Records drawn from a dataset:
====

// src/engine/runtime.rs

use std::fmt;

use tokio::sync::mpsc;
use tracing::{debug, info};

use crate::engine::ScheduledTask;
use crate::errors::Result;
use crate::exec::ExecutorBackend;
use crate::verify::{DueVerification, VerificationRouter};

use super::core::Orchestrator;
use super::{CoreCommand, RuntimeEvent};

/// What woke the event loop.
enum Wake {
    Event(Option<RuntimeEvent>),
    Due(DueVerification),
}

/// Drives the orchestrator in response to `RuntimeEvent`s and expired
/// stability timers, and delegates execution to an `ExecutorBackend` and
/// verification to a `VerificationRouter`.
///
/// This is a pure IO shell around `Orchestrator`, which contains all the
/// orchestration semantics. It is the single owner of the core and the
/// router, so neither needs any locking.
pub struct Runtime<E: ExecutorBackend> {
    core: Orchestrator,
    event_rx: mpsc::Receiver<RuntimeEvent>,
    executor: E,
    router: VerificationRouter,
}

impl<E: ExecutorBackend> fmt::Debug for Runtime<E> {
    fn fmt(&self, f: &mut fmt::Formatter<'_>) -> fmt::Result {
        f.debug_struct("Runtime")
            .field("core", &self.core)
            .field("router", &self.router)
            .finish_non_exhaustive()
    }
}

impl<E: ExecutorBackend> Runtime<E> {
    pub fn new(
        core: Orchestrator,
        event_rx: mpsc::Receiver<RuntimeEvent>,
        executor: E,
        router: VerificationRouter,
    ) -> Self {
        Self {
            core,
            event_rx,
            executor,
            router,
        }
    }

    /// Main event loop.
    ///
    /// - Starts the orchestrator (dispatching the first ready tasks).
    /// - Consumes `RuntimeEvent`s from `event_rx` and due verifications from
    ///   the router.
    /// - Feeds them into the core and executes the returned commands.
    ///
    /// Returns the orchestrator so callers can inspect the final state.
    pub async fn run(mut self) -> Result<Orchestrator> {
        info!("taskorch runtime started");

        let step = self.core.start();
        let mut keep_running = step.keep_running;
        for command in step.commands {
            self.execute_command(command).await?;
        }

        while keep_running {
            let wake = tokio::select! {
                event = self.event_rx.recv() => Wake::Event(event),
                Some(due) = self.router.next_due() => Wake::Due(due),
            };

            let event = match wake {
                Wake::Event(Some(event)) => event,
                Wake::Event(None) => {
                    info!("runtime event channel closed; exiting");
                    break;
                }
                Wake::Due(due) => match self.router.run_due(due).await {
                    Some(outcome) => RuntimeEvent::VerificationFinished(outcome),
                    None => continue,
                },
            };

            debug!(?event, "runtime received event");

            // Feed the event into the pure core and get commands back.
            let step = self.core.step(event);
            for command in step.commands {
                self.execute_command(command).await?;
            }

            if !step.keep_running {
                info!("core requested exit; stopping runtime");
                keep_running = false;
            }
        }

        self.router.dispose();
        info!(summary = ?self.core.status().summary(), "runtime exiting");
        Ok(self.core)
    }

    /// Execute a single command from the core.
    async fn execute_command(&mut self, command: CoreCommand) -> Result<()> {
        match command {
            CoreCommand::DispatchTasks(tasks) => {
                self.spawn_ready(tasks).await?;
            }
            CoreCommand::QueueVerification(request) => {
                self.router.queue_verification(request);
            }
            CoreCommand::ResetStabilityTimer(task) => {
                self.router.reset_stability_timer(&task);
            }
            CoreCommand::CancelVerification(task) => {
                self.router.cancel_verification(&task);
            }
            CoreCommand::StopTask(task) => {
                self.executor.stop_task(task).await?;
            }
            CoreCommand::RequestExit => {
                debug!("core issued RequestExit command");
            }
        }
        Ok(())
    }

    async fn spawn_ready(&mut self, tasks: Vec<ScheduledTask>) -> Result<()> {
        if tasks.is_empty() {
            return Ok(());
        }

        let ids: Vec<_> = tasks.iter().map(|t| t.id.as_str()).collect();
        debug!(?ids, "spawning ready tasks");

        self.executor.spawn_ready_tasks(tasks).await
    }
}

====

Task directions | What you return must match the data line for line.

Solution |
// src/engine/runtime.rs

use std::fmt;

use tokio::sync::mpsc;
use tracing::{debug, info};

use crate::engine::ScheduledTask;
use crate::errors::Result;
use crate::exec::ExecutorBackend;
use crate::verify::{DueVerification, VerificationRouter};

use super::core::Orchestrator;
use super::{CoreCommand, RuntimeEvent};

/// What woke the event loop.
enum Wake {
    Event(Option<RuntimeEvent>),
    Due(DueVerification),
}

/// Drives the orchestrator in response to `RuntimeEvent`s and expired
/// stability timers, and delegates execution to an `ExecutorBackend` and
/// verification to a `VerificationRouter`.
///
/// This is a pure IO shell around `Orchestrator`, which contains all the
/// orchestration semantics. It is the single owner of the core and the
/// router, so neither needs any locking.
pub struct Runtime<E: ExecutorBackend> {
    core: Orchestrator,
    event_rx: mpsc::Receiver<RuntimeEvent>,
    executor: E,
    router: VerificationRouter,
}

impl<E: ExecutorBackend> fmt::Debug for Runtime<E> {
    fn fmt(&self, f: &mut fmt::Formatter<'_>) -> fmt::Result {
        f.debug_struct("Runtime")
            .field("core", &self.core)
            .field("router", &self.router)
            .finish_non_exhaustive()
    }
}

impl<E: ExecutorBackend> Runtime<E> {
    pub fn new(
        core: Orchestrator,
        event_rx: mpsc::Receiver<RuntimeEvent>,
        executor: E,
        router: VerificationRouter,
    ) -> Self {
        Self {
            core,
            event_rx,
            executor,
            router,
        }
    }

    /// Main event loop.
    ///
    /// - Starts the orchestrator (dispatching the first ready tasks).
    /// - Consumes `RuntimeEvent`s from `event_rx` and due verifications from
    ///   the router.
    /// - Feeds them into the core and executes the returned commands.
    ///
    /// Returns the orchestrator so callers can inspect the final state.
    pub async fn run(mut self) -> Result<Orchestrator> {
        info!("taskorch runtime started");

        let step = self.core.start();
        let mut keep_running = step.keep_running;
        for command in step.commands {
            self.execute_command(command).await?;
        }

        while keep_running {
            let wake = tokio::select! {
                event = self.event_rx.recv() => Wake::Event(event),
                Some(due) = self.router.next_due() => Wake::Due(due),
            };

            let event = match wake {
                Wake::Event(Some(event)) => event,
                Wake::Event(None) => {
                    info!("runtime event channel closed; exiting");
                    break;
                }
                Wake::Due(due) => match self.router.run_due(due).await {
                    Some(outcome) => RuntimeEvent::VerificationFinished(outcome),
                    None => continue,
                },
            };

            debug!(?event, "runtime received event");

            // Feed the event into the pure core and get commands back.
            let step = self.core.step(event);
            for command in step.commands {
                self.execute_command(command).await?;
            }

            if !step.keep_running {
                info!("core requested exit; stopping runtime");
                keep_running = false;
            }
        }

        self.router.dispose();
        info!(summary = ?self.core.status().summary(), "runtime exiting");
        Ok(self.core)
    }

    /// Execute a single command from the core.
    async fn execute_command(&mut self, command: CoreCommand) -> Result<()> {
        match command {
            CoreCommand::DispatchTasks(tasks) => {
                self.spawn_ready(tasks).await?;
            }
            CoreCommand::QueueVerification(request) => {
                self.router.queue_verification(request);
            }
            CoreCommand::ResetStabilityTimer(task) => {
                self.router.reset_stability_timer(&task);
            }
            CoreCommand::CancelVerification(task) => {
                self.router.cancel_verification(&task);
            }
            CoreCommand::StopTask(task) => {
                self.executor.stop_task(task).await?;
            }
            CoreCommand::RequestExit => {
                debug!("core issued RequestExit command");
            }
        }
        Ok(())
    }

    async fn spawn_ready(&mut self, tasks: Vec<ScheduledTask>) -> Result<()> {
        if tasks.is_empty() {
            return Ok(());
        }

        let ids: Vec<_> = tasks.iter().map(|t| t.id.as_str()).collect();
        debug!(?ids, "spawning ready tasks");

        self.executor.spawn_ready_tasks(tasks).await
    }
}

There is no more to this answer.